The Biden Administration Infrastructure Proposal: What it Means

On Wednesday, the Biden Administration released its $2 trillion-plus American Rescue Plan, an ambitious proposal to invest in infrastructure, create jobs and position the U.S. to compete better globally—of which housing plays a central role.

As part of the proposal, Biden announced the Made in America Tax Plan, which aims to raise corporate tax rates and make other changes to the corporate tax code—of which could also have a substantial impact on the real estate finance industry.

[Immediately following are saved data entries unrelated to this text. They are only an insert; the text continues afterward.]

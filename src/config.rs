use serde::{Deserialize, Serialize};
use std::fmt;
use std::path::Path;
use std::str::FromStr;

use anyhow::Context;

/// Strategy used to assign nodes to levels.
#[derive(Debug, Clone, Copy, PartialEq, Eq, Hash, Default, Serialize, Deserialize)]
#[cfg_attr(feature = "cli", derive(clap::ValueEnum))]
#[serde(rename_all = "lowercase")]
pub enum LayoutMode {
    /// Levels by anchor span width.
    #[default]
    Hierarchical,
    /// Levels by number of reachable descendants.
    Tree,
    /// A single row of nodes above the token row.
    Flat,
}

impl fmt::Display for LayoutMode {
    fn fmt(&self, f: &mut fmt::Formatter<'_>) -> fmt::Result {
        f.write_str(match self {
            Self::Hierarchical => "hierarchical",
            Self::Tree => "tree",
            Self::Flat => "flat",
        })
    }
}

impl FromStr for LayoutMode {
    type Err = anyhow::Error;

    fn from_str(s: &str) -> Result<Self, Self::Err> {
        match s.trim().to_ascii_lowercase().as_str() {
            "hierarchical" | "1" => Ok(Self::Hierarchical),
            "tree" | "tree-like" | "2" => Ok(Self::Tree),
            "flat" | "3" => Ok(Self::Flat),
            other => Err(anyhow::anyhow!("unknown layout mode `{other}`")),
        }
    }
}

/// Geometry constants for one layout run, in pixels.
#[derive(Debug, Clone, PartialEq, Serialize, Deserialize)]
#[serde(default, rename_all = "camelCase")]
pub struct LayoutConfig {
    pub node_height: f32,
    pub node_width: f32,
    /// Vertical gap between two node levels.
    pub inter_level_spacing: f32,
    /// Horizontal gap between two columns.
    pub intra_level_spacing: f32,
    /// Distance from the lowest level to the token row.
    pub token_level_spacing: f32,
    /// How far inside the neighbouring column a curved edge may bend.
    pub curve_clamp_inset: f32,
    pub same_row_degree: f32,
    pub default_degree: f32,
    /// Curvature used to route around nodes stacked in the same column.
    pub detour_degree: f32,
    /// Upper bound on tokens synthesised for anchors past the token list.
    pub max_missing_tokens: usize,
}

impl Default for LayoutConfig {
    fn default() -> Self {
        Self {
            node_height: 40.0,
            node_width: 80.0,
            inter_level_spacing: 80.0,
            intra_level_spacing: 50.0,
            token_level_spacing: 140.0,
            curve_clamp_inset: 25.0,
            same_row_degree: 0.25,
            default_degree: 0.2,
            detour_degree: 0.4,
            max_missing_tokens: 1024,
        }
    }
}

impl LayoutConfig {
    /// Horizontal distance between the origins of two adjacent columns.
    pub fn column_width(&self) -> f32 {
        self.intra_level_spacing + self.node_width
    }
}

#[derive(Debug, Clone, Default, PartialEq)]
pub struct Config {
    pub layout: LayoutConfig,
    pub mode: LayoutMode,
}

#[derive(Debug, Default, Deserialize)]
#[serde(rename_all = "camelCase")]
struct ConfigFile {
    mode: Option<String>,
    layout: Option<LayoutConfig>,
}

/// Loads a JSON5 config file, falling back to defaults when no path is given.
pub fn load_config(path: Option<&Path>) -> anyhow::Result<Config> {
    let mut config = Config::default();
    let Some(path) = path else {
        return Ok(config);
    };

    let contents = std::fs::read_to_string(path)
        .with_context(|| format!("failed to read config file {}", path.display()))?;
    let parsed = parse_config(&contents)
        .with_context(|| format!("invalid config file {}", path.display()))?;

    if let Some(mode) = parsed.mode.as_deref() {
        config.mode = mode.parse()?;
    }
    if let Some(layout) = parsed.layout {
        config.layout = layout;
    }
    Ok(config)
}

fn parse_config(contents: &str) -> anyhow::Result<ConfigFile> {
    if contents.trim().is_empty() {
        return Ok(ConfigFile::default());
    }
    Ok(json5::from_str(contents)?)
}

#[cfg(test)]
mod tests {
    use super::*;

    #[test]
    fn parses_json5_with_partial_layout() {
        let parsed = parse_config(
            r#"{
                // tighter columns
                mode: "tree",
                layout: { nodeWidth: 60, intraLevelSpacing: 20, },
            }"#,
        )
        .unwrap();
        assert_eq!(parsed.mode.as_deref(), Some("tree"));
        let layout = parsed.layout.unwrap();
        assert_eq!(layout.node_width, 60.0);
        assert_eq!(layout.intra_level_spacing, 20.0);
        assert_eq!(layout.node_height, 40.0);
        assert_eq!(layout.column_width(), 80.0);
    }

    #[test]
    fn mode_accepts_visualisation_format_numbers() {
        assert_eq!("2".parse::<LayoutMode>().unwrap(), LayoutMode::Tree);
        assert_eq!("Flat".parse::<LayoutMode>().unwrap(), LayoutMode::Flat);
        assert!("radial".parse::<LayoutMode>().is_err());
    }

    #[test]
    fn missing_path_yields_defaults() {
        let config = load_config(None).unwrap();
        assert_eq!(config, Config::default());
        assert_eq!(config.mode, LayoutMode::Hierarchical);
    }
}
pub mod analysis;
#[cfg(feature = "cli")]
pub mod cli;
pub mod config;
pub mod dataset;
pub mod ir;
pub mod layout;
pub mod layout_dump;
pub mod parser;

#[cfg(feature = "cli")]
pub use cli::run;
pub use config::{Config, LayoutConfig, LayoutMode};
pub use ir::{Edge, GraphDocument, Node, NodeId, Span, Token};
pub use layout::{LayoutDocument, LayoutError, compute_layout};

/// Parses a graph document and returns its layout as JSON.
pub fn layout_json(input: &str, mode: LayoutMode, config: &LayoutConfig) -> anyhow::Result<String> {
    let graph = parser::parse_graph(input)?;
    let layout = compute_layout(&graph, mode, config)?;
    Ok(serde_json::to_string(&layout)?)
}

MBA President & CEO Robert Broeksmit, CMB

MBA President & CEO Robert Broeksmit, CMB, said MBA welcomes the emphasis on housing. “The president has made housing a centerpiece of his plan, proposing to invest $213 billion to produce, preserve and retrofit more than two million affordable and sustainable housing units,” he said in a letter to MBA members. “We welcome the administration’s engagement on these issues and look forward to working with policymakers on these initiatives.”

On the tax front, Broeksmit said the Biden Administration’s announcement introduces “broad strokes” of corporate tax reform. “The coming days and weeks will likely see more focus on specific tax proposals that impact you and your business,” he said. “This is why MBA’s 2021 Chairman Susan Stewart has convened a blue-ribbon task force on tax reform, consisting of a diverse group of MBA members representing the different capital sources and business models in the residential, commercial and multifamily segments of the real estate finance industry. This group has been meeting regularly, and its work will inform MBA’s policy and advocacy.”

More information on the Administration’s proposals can be found here. The housing-centric portions begin on page 11; the tax-related provisions on page 22.

Biden said he hoped to have approval in Congress by this summer.

Broeksmit said the initial proposal signals the beginning of what will be a “long and likely contentious process” of trying to enact variations of the proposals into law. “With very tight majorities in both the House and Senate, the administration and Congressional leaders have to reach a workable consensus that garners enough support to pass something of this magnitude through both chambers,” he said.